[Extracted data entries]

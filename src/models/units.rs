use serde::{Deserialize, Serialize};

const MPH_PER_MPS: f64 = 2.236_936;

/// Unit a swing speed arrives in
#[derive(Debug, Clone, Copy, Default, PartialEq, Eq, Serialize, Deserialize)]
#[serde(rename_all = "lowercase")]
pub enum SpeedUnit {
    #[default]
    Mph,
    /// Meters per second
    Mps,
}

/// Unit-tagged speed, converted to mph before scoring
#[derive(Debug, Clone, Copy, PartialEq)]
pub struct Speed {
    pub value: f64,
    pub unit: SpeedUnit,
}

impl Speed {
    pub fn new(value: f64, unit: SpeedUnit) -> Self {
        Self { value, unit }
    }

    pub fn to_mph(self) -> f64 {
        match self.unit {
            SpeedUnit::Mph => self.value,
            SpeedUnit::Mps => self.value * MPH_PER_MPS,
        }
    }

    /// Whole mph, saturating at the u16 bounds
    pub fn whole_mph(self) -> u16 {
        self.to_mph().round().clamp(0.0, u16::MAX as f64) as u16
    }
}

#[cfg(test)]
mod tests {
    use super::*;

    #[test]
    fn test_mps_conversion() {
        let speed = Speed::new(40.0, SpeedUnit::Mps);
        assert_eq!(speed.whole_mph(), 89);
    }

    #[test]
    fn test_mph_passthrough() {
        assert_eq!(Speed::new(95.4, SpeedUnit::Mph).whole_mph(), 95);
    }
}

==

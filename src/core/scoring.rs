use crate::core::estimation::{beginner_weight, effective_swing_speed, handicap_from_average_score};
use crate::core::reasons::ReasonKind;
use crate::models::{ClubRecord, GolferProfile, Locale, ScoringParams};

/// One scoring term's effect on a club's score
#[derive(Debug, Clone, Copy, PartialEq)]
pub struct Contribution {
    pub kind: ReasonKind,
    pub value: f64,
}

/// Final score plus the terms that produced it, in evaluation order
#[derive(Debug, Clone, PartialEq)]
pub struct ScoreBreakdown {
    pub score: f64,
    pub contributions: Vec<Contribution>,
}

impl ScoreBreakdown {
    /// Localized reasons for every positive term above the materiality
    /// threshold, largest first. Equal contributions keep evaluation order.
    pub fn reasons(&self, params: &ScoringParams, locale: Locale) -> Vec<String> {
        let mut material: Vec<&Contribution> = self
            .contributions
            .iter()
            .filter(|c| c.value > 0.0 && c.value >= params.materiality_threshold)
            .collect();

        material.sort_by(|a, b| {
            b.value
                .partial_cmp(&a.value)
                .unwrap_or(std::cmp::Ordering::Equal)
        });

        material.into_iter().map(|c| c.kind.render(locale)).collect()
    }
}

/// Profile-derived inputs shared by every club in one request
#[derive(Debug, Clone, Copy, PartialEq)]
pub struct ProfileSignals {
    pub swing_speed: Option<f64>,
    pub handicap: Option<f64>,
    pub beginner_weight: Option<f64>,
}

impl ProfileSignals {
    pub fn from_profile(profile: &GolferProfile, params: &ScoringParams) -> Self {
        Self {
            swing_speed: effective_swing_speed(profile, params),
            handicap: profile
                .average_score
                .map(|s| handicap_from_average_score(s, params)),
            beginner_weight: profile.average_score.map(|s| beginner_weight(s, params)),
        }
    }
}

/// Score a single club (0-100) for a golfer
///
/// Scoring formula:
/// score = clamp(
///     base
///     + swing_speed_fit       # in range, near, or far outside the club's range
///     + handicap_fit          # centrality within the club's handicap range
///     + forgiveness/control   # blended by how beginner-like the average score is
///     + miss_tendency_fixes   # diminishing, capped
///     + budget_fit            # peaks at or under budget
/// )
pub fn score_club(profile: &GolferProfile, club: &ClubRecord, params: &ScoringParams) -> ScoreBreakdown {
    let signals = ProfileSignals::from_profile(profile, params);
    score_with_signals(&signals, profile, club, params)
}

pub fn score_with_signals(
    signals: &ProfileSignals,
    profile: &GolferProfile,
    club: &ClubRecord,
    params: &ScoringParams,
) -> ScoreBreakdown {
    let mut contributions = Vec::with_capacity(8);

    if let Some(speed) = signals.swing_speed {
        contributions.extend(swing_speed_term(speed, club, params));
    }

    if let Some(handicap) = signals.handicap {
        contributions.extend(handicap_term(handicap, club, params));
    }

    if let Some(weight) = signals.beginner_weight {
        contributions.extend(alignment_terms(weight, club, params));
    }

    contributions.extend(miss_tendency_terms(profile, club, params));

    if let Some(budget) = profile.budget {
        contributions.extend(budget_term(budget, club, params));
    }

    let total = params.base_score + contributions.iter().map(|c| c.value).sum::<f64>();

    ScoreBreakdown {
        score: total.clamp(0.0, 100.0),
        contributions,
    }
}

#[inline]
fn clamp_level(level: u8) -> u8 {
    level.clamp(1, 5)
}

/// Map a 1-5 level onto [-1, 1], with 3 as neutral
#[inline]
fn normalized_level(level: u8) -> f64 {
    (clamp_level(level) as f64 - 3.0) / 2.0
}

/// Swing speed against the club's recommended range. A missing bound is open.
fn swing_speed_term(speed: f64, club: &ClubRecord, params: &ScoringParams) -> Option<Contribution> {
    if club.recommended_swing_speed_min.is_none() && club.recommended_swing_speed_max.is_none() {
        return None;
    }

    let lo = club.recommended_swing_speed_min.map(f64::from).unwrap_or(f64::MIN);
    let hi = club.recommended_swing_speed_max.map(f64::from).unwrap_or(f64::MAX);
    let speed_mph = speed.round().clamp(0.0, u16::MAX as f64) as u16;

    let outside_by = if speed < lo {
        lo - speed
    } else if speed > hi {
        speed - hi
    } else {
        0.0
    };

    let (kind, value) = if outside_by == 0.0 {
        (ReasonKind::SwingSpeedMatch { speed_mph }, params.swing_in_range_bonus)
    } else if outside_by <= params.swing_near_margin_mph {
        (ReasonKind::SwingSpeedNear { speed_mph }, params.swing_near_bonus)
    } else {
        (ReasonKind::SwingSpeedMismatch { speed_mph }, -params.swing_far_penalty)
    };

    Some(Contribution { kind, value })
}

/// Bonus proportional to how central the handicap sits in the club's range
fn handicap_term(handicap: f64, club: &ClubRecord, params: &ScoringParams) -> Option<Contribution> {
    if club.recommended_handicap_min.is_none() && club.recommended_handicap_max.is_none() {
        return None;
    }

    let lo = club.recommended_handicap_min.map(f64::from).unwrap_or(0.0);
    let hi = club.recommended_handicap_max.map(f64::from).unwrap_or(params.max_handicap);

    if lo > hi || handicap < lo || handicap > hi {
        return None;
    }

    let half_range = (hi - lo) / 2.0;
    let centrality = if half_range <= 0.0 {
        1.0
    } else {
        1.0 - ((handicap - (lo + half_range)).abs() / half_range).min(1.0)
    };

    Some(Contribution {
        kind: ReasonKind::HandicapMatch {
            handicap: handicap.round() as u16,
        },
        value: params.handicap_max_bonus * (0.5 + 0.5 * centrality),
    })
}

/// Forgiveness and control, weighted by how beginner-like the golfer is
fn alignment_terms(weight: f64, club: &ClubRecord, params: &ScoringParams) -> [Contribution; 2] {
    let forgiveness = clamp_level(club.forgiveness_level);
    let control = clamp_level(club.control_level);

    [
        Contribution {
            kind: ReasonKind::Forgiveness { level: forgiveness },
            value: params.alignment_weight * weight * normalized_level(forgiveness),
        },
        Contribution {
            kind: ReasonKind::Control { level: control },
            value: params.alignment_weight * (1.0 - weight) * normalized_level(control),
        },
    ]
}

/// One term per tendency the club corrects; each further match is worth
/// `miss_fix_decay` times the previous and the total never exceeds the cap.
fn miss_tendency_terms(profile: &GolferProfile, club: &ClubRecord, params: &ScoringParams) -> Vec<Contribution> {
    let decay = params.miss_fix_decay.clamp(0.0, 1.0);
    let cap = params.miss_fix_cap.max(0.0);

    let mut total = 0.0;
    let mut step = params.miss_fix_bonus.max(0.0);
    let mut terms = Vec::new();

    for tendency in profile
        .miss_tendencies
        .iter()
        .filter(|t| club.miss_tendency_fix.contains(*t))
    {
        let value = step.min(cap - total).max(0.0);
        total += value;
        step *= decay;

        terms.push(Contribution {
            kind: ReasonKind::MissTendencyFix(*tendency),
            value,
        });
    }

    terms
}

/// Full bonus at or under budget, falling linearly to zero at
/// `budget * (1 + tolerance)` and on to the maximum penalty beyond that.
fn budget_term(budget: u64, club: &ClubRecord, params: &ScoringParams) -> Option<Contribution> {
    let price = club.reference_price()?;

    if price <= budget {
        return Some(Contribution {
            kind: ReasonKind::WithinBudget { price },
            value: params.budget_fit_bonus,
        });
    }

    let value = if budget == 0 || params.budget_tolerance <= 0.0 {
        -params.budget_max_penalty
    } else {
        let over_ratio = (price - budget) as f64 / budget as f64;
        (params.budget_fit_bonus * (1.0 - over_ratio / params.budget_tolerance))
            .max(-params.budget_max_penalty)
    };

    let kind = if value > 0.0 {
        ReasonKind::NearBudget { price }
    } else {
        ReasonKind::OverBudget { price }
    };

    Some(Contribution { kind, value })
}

What you will do: Each line of the data that holds the word "round" should be copied.

Result for this task:
        self.to_mph().round().clamp(0.0, u16::MAX as f64) as u16
    let speed_mph = speed.round().clamp(0.0, u16::MAX as f64) as u16;
            handicap: handicap.round() as u16,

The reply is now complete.